SEO is an acronym meaning Search Engine Optimization. Simply put, it entails all efforts to move your site up on the major search engine results. Doing this is no easy task. Search engines actively work to counter SEO efforts, so that their search results are as natural and representative as they can be.

How does the small business owner improve his or her site rankings in the search engines without overdoing it and being penalized? There are a few simple steps you can take to get some decent search engine results. I’ll try to keep the geekspeak down to a minimum.

The first thing you want to do is make sure you have good meta tags for each of your web pages. If you open up the source for your web pages in a text editor, or web editor like Dreamweaver, you should see two tags up at the top which contain the phrases “meta description” and “meta keywords”. These two tags describe your site for the search engine spiders. In the description, put a short sentence or two describing your site. For the keywords, less is better than overdoing it, so shoot for around ten site-relevant keywords, separated by commas.

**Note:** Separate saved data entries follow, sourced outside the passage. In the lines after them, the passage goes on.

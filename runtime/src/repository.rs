//! Repository: load-by-replay and save-as-commit orchestration for one
//! aggregate type.
//!
//! `load` reads the full commit stream and replays every event through the
//! aggregate's handler table; `save` extracts the staged events into a
//! commit, appends it under the optimistic concurrency check, and — only
//! after the append has succeeded — clears the staged events and hands the
//! commit to the publisher.

use crate::commit_store::{CommitStore, CommitStoreError};
use crate::publisher::{CommitPublisher, PublishReport};
use commitstream_core::aggregate::{AggregateError, AggregateRoot, AggregateState};
use commitstream_core::backend::StorageBackend;
use commitstream_core::commit::Commit;
use commitstream_core::stream::{AggregateId, Version};
use futures::TryStreamExt;
use std::marker::PhantomData;
use std::sync::Arc;
use thiserror::Error;

/// Errors surfaced by repository operations.
#[derive(Error, Debug)]
pub enum RepositoryError {
    /// Load of an id with no commit history. Loading is not
    /// create-if-absent; construct a fresh [`AggregateRoot`] instead.
    #[error("Aggregate not found: {0}")]
    AggregateNotFound(AggregateId),

    /// The stored stream is not contiguous: a commit's base version does
    /// not line up with the events replayed so far.
    #[error(
        "Corrupt commit stream for '{aggregate_id}': commit at base version {found} \
         does not follow replayed version {expected}"
    )]
    CorruptStream {
        /// The aggregate whose stream is corrupt.
        aggregate_id: AggregateId,
        /// The version replay had reached.
        expected: Version,
        /// The out-of-place commit's base version.
        found: Version,
    },

    /// A commit store failure (concurrency conflict or storage outage),
    /// propagated unchanged.
    #[error(transparent)]
    Store(#[from] CommitStoreError),

    /// An event could not be applied during replay.
    #[error(transparent)]
    Aggregate(#[from] AggregateError),
}

impl RepositoryError {
    /// Whether this error is an optimistic concurrency conflict (safe to
    /// retry after a fresh load).
    #[must_use]
    pub const fn is_concurrency(&self) -> bool {
        matches!(self, Self::Store(CommitStoreError::Concurrency { .. }))
    }
}

/// Result of a non-empty save: the durable commit and its publish report.
#[derive(Debug)]
pub struct SaveOutcome {
    /// The commit as durably stored.
    pub commit: Commit,
    /// Delivery results for the commit's events.
    pub publish: PublishReport,
}

/// Load/save orchestration for aggregates of state type `S`.
///
/// Cloning is cheap; store and publisher are shared.
pub struct Repository<S, B> {
    store: Arc<CommitStore<B>>,
    publisher: Arc<CommitPublisher>,
    _state: PhantomData<fn() -> S>,
}

impl<S, B> Clone for Repository<S, B> {
    fn clone(&self) -> Self {
        Self {
            store: Arc::clone(&self.store),
            publisher: Arc::clone(&self.publisher),
            _state: PhantomData,
        }
    }
}

impl<S, B> Repository<S, B>
where
    S: AggregateState,
    B: StorageBackend + 'static,
{
    /// Create a repository over the given commit store and publisher.
    #[must_use]
    pub const fn new(store: Arc<CommitStore<B>>, publisher: Arc<CommitPublisher>) -> Self {
        Self {
            store,
            publisher,
            _state: PhantomData,
        }
    }

    /// Rehydrate an aggregate by replaying its full commit stream.
    ///
    /// Replay is read-only and side-effect-free: nothing is published and
    /// the returned aggregate has no staged events. Two loads with no
    /// intervening writes return equal state and version.
    ///
    /// # Errors
    ///
    /// - [`RepositoryError::AggregateNotFound`] if the id has no commits.
    /// - [`RepositoryError::CorruptStream`] if the stored commits are not
    ///   contiguous.
    /// - [`RepositoryError::Store`] on storage failure, and
    ///   [`RepositoryError::Aggregate`] if a stored event has no handler.
    pub async fn load(&self, aggregate_id: &AggregateId) -> Result<AggregateRoot<S>, RepositoryError> {
        let mut commits = self
            .store
            .read_stream(aggregate_id.clone(), Version::INITIAL);

        let mut root = AggregateRoot::new(aggregate_id.clone());
        let mut found_any = false;
        while let Some(commit) = commits.try_next().await? {
            found_any = true;
            if commit.base_version() != root.version() {
                return Err(RepositoryError::CorruptStream {
                    aggregate_id: aggregate_id.clone(),
                    expected: root.version(),
                    found: commit.base_version(),
                });
            }
            for event in commit.events() {
                root.apply_recorded(event)?;
            }
        }

        if !found_any {
            return Err(RepositoryError::AggregateNotFound(aggregate_id.clone()));
        }

        tracing::debug!(
            aggregate_id = %aggregate_id,
            aggregate_type = S::AGGREGATE_TYPE,
            version = %root.version(),
            "aggregate loaded"
        );
        Ok(root)
    }

    /// Persist the aggregate's staged events as one commit, then publish
    /// them.
    ///
    /// A save with no staged events is a no-op returning `Ok(None)` — no
    /// empty commit is ever written. Otherwise the commit's base version is
    /// `aggregate.version - staged.len()` (the version before the batch was
    /// staged). On success the staged events are cleared and the commit is
    /// published; the publish report never fails the save.
    ///
    /// # Errors
    ///
    /// On [`CommitStoreError::Concurrency`] the save is abandoned entirely:
    /// the staged events remain on the aggregate so the caller can reload,
    /// re-derive the business operation against the fresher state, and
    /// retry. The same staged events must not be blindly re-appended
    /// against a new base version. Storage failures propagate unchanged.
    pub async fn save(
        &self,
        aggregate: &mut AggregateRoot<S>,
    ) -> Result<Option<SaveOutcome>, RepositoryError> {
        self.save_with_metadata(aggregate, None).await
    }

    /// Like [`save`](Self::save), attaching opaque metadata to the commit.
    ///
    /// # Errors
    ///
    /// Same as [`save`](Self::save).
    pub async fn save_with_metadata(
        &self,
        aggregate: &mut AggregateRoot<S>,
        metadata: Option<serde_json::Value>,
    ) -> Result<Option<SaveOutcome>, RepositoryError> {
        if !aggregate.has_uncommitted_events() {
            return Ok(None);
        }

        let staged = aggregate.uncommitted_events().to_vec();
        let base_version = aggregate.version() - staged.len() as u64;
        let commit = self
            .store
            .append(aggregate.id().clone(), base_version, staged, metadata)
            .await?;

        aggregate.clear_uncommitted_events();

        let publish = self.publisher.publish(&commit).await;
        Ok(Some(SaveOutcome { commit, publish }))
    }
}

Once that is done, take a look at your site URL in the address bar of your browser. If it looks something like this, www.yoursite.com/1/xy/9-0/file.html, then you might want to rework your directory structure (or folder structure, depending on terminology). Putting site-relevant keywords in your URL will help with your search engine rankings. Especially if your addresses look like my cryptic example above.

Here’s what I’m talking about: www.yoursite.com/dogs/bulldog-article.html. If someone does a search for articles on bulldogs, you’ve got a much better chance of being seen with such a descriptive URL.

Next would be to make sure you have relevant search keywords contained in the text of your site. That means that you should use some plain text (styled as you like of course) to describe the contents of your site. Search engines like good copy, and they can only tell that an image is an image, so writing out your copy with text would be the way to go.

Something that will hurt you in your SEO efforts is irrelevant keywords, such as popular search terms that have nothing to do with the content of your site. In addition to that, don’t submit all of your site pages to the search eniges, especially using some automated software. Don’t worry, the search engines will find it. Submit your base URL (www.yoursite.com) to Google, Yahoo, and MSN, and then leave them alone.

I say leave them alone, but there’s really one more thing you should do. Sign up with Google to use their webmaster tools. Then, get a sitemap of your site, tell Google about all of it, and sit back and watch your rankings improve.

Something to keep in mind is that keeping your rankings up is a never-ending battle. Don’t sit back for too long. Someone is always going to be better than you, so don’t be surprised if some site jumps ahead of yours or dethrones you from the number one position, should you attain it. Just knock them off and get back up there.

The main thing to remember is that you need to create your site for the users, not for some lifeless search engine spider. Create a site that people like, and they will link to it, return often, and your rankings will rise.